### Exercise requirements
Each record must be repeated exactly. None may be dropped.

** Source data follows **

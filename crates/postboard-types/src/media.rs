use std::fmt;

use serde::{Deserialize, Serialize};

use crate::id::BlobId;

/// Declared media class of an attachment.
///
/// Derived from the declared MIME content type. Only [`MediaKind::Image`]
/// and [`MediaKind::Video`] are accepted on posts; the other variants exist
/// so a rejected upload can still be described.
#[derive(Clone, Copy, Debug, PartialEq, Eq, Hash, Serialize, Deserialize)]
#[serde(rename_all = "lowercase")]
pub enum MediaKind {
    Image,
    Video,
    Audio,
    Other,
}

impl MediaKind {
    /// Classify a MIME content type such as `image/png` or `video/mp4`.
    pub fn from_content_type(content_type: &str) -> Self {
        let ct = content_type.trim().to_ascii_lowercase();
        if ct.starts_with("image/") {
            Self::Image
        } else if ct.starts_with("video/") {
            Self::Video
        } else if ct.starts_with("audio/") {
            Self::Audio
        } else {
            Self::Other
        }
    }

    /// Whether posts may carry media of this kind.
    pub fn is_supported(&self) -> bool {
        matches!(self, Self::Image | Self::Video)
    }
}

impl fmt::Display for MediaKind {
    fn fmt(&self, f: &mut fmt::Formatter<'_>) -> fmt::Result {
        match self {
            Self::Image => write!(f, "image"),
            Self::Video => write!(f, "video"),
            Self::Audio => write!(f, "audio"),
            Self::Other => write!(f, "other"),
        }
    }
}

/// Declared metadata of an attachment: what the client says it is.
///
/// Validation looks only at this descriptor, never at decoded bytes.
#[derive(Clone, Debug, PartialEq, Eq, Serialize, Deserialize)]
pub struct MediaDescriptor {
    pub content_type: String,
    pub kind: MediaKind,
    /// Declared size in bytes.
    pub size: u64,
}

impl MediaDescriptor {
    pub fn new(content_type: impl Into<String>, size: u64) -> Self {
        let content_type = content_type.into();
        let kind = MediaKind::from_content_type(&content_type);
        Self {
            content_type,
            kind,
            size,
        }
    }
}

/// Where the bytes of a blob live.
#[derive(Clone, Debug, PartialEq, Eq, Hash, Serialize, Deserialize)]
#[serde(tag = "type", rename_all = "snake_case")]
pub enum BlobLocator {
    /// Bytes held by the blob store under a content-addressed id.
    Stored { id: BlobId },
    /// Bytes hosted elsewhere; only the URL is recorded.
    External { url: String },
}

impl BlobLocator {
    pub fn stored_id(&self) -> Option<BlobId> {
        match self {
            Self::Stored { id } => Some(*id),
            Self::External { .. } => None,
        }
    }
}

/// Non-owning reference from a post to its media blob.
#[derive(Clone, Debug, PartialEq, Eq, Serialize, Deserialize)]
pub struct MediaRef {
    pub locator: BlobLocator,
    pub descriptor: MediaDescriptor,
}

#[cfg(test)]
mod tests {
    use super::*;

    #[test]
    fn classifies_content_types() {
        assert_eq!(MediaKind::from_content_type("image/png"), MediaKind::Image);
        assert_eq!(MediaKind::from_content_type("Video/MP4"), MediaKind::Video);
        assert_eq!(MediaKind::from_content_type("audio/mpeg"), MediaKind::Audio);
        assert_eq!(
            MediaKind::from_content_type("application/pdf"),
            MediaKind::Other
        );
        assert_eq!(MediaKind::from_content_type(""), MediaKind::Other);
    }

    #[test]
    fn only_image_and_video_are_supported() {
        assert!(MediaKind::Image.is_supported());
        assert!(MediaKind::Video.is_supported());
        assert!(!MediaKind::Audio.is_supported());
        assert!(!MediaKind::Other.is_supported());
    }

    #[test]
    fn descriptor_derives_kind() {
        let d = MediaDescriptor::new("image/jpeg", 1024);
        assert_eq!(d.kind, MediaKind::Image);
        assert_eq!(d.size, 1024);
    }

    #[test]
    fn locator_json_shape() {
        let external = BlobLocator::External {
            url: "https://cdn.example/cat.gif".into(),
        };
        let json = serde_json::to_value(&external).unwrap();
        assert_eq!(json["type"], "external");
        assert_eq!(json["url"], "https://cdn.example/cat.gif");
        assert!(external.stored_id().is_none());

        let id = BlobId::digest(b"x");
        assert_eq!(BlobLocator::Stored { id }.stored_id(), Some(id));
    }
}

** End of Source data **

### Task output
filename crates/postboard-types/src/media.rs
use std::fmt;

use serde::{Deserialize, Serialize};

use crate::id::BlobId;

/// Declared media class of an attachment.
///
/// Derived from the declared MIME content type. Only [`MediaKind::Image`]
/// and [`MediaKind::Video`] are accepted on posts; the other variants exist
/// so a rejected upload can still be described.
#[derive(Clone, Copy, Debug, PartialEq, Eq, Hash, Serialize, Deserialize)]
#[serde(rename_all = "lowercase")]
pub enum MediaKind {
    Image,
    Video,
    Audio,
    Other,
}

impl MediaKind {
    /// Classify a MIME content type such as `image/png` or `video/mp4`.
    pub fn from_content_type(content_type: &str) -> Self {
        let ct = content_type.trim().to_ascii_lowercase();
        if ct.starts_with("image/") {
            Self::Image
        } else if ct.starts_with("video/") {
            Self::Video
        } else if ct.starts_with("audio/") {
            Self::Audio
        } else {
            Self::Other
        }
    }

    /// Whether posts may carry media of this kind.
    pub fn is_supported(&self) -> bool {
        matches!(self, Self::Image | Self::Video)
    }
}

impl fmt::Display for MediaKind {
    fn fmt(&self, f: &mut fmt::Formatter<'_>) -> fmt::Result {
        match self {
            Self::Image => write!(f, "image"),
            Self::Video => write!(f, "video"),
            Self::Audio => write!(f, "audio"),
            Self::Other => write!(f, "other"),
        }
    }
}

/// Declared metadata of an attachment: what the client says it is.
///
/// Validation looks only at this descriptor, never at decoded bytes.
#[derive(Clone, Debug, PartialEq, Eq, Serialize, Deserialize)]
pub struct MediaDescriptor {
    pub content_type: String,
    pub kind: MediaKind,
    /// Declared size in bytes.
    pub size: u64,
}

impl MediaDescriptor {
    pub fn new(content_type: impl Into<String>, size: u64) -> Self {
        let content_type = content_type.into();
        let kind = MediaKind::from_content_type(&content_type);
        Self {
            content_type,
            kind,
            size,
        }
    }
}

/// Where the bytes of a blob live.
#[derive(Clone, Debug, PartialEq, Eq, Hash, Serialize, Deserialize)]
#[serde(tag = "type", rename_all = "snake_case")]
pub enum BlobLocator {
    /// Bytes held by the blob store under a content-addressed id.
    Stored { id: BlobId },
    /// Bytes hosted elsewhere; only the URL is recorded.
    External { url: String },
}

impl BlobLocator {
    pub fn stored_id(&self) -> Option<BlobId> {
        match self {
            Self::Stored { id } => Some(*id),
            Self::External { .. } => None,
        }
    }
}

/// Non-owning reference from a post to its media blob.
#[derive(Clone, Debug, PartialEq, Eq, Serialize, Deserialize)]
pub struct MediaRef {
    pub locator: BlobLocator,
    pub descriptor: MediaDescriptor,
}

#[cfg(test)]
mod tests {
    use super::*;

    #[test]
    fn classifies_content_types() {
        assert_eq!(MediaKind::from_content_type("image/png"), MediaKind::Image);
        assert_eq!(MediaKind::from_content_type("Video/MP4"), MediaKind::Video);
        assert_eq!(MediaKind::from_content_type("audio/mpeg"), MediaKind::Audio);
        assert_eq!(
            MediaKind::from_content_type("application/pdf"),
            MediaKind::Other
        );
        assert_eq!(MediaKind::from_content_type(""), MediaKind::Other);
    }

    #[test]
    fn only_image_and_video_are_supported() {
        assert!(MediaKind::Image.is_supported());
        assert!(MediaKind::Video.is_supported());
        assert!(!MediaKind::Audio.is_supported());
        assert!(!MediaKind::Other.is_supported());
    }

    #[test]
    fn descriptor_derives_kind() {
        let d = MediaDescriptor::new("image/jpeg", 1024);
        assert_eq!(d.kind, MediaKind::Image);
        assert_eq!(d.size, 1024);
    }

    #[test]
    fn locator_json_shape() {
        let external = BlobLocator::External {
            url: "https://cdn.example/cat.gif".into(),
        };
        let json = serde_json::to_value(&external).unwrap();
        assert_eq!(json["type"], "external");
        assert_eq!(json["url"], "https://cdn.example/cat.gif");
        assert!(external.stored_id().is_none());

        let id = BlobId::digest(b"x");
        assert_eq!(BlobLocator::Stored { id }.stored_id(), Some(id));
    }
}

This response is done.